Input records —
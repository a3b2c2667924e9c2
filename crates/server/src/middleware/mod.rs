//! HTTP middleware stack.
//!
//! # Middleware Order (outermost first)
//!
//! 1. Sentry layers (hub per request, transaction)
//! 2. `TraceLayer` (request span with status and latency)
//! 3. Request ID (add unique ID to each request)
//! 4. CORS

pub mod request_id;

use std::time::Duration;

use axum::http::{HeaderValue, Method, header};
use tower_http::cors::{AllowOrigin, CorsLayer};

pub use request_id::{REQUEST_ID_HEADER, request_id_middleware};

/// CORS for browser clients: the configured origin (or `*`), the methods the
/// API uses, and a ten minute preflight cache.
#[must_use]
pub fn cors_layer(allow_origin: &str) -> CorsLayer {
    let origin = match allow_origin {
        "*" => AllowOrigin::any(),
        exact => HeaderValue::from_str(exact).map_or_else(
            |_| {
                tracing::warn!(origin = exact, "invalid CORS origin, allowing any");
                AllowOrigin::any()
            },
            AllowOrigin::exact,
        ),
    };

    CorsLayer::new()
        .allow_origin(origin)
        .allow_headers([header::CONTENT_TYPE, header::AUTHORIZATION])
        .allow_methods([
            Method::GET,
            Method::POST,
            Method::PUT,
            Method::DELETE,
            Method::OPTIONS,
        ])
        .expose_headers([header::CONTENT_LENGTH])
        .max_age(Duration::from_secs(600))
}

Required work — Your answer should be each line from the entries that includes the string "Duration".

Response —
use std::time::Duration;
        .max_age(Duration::from_secs(600))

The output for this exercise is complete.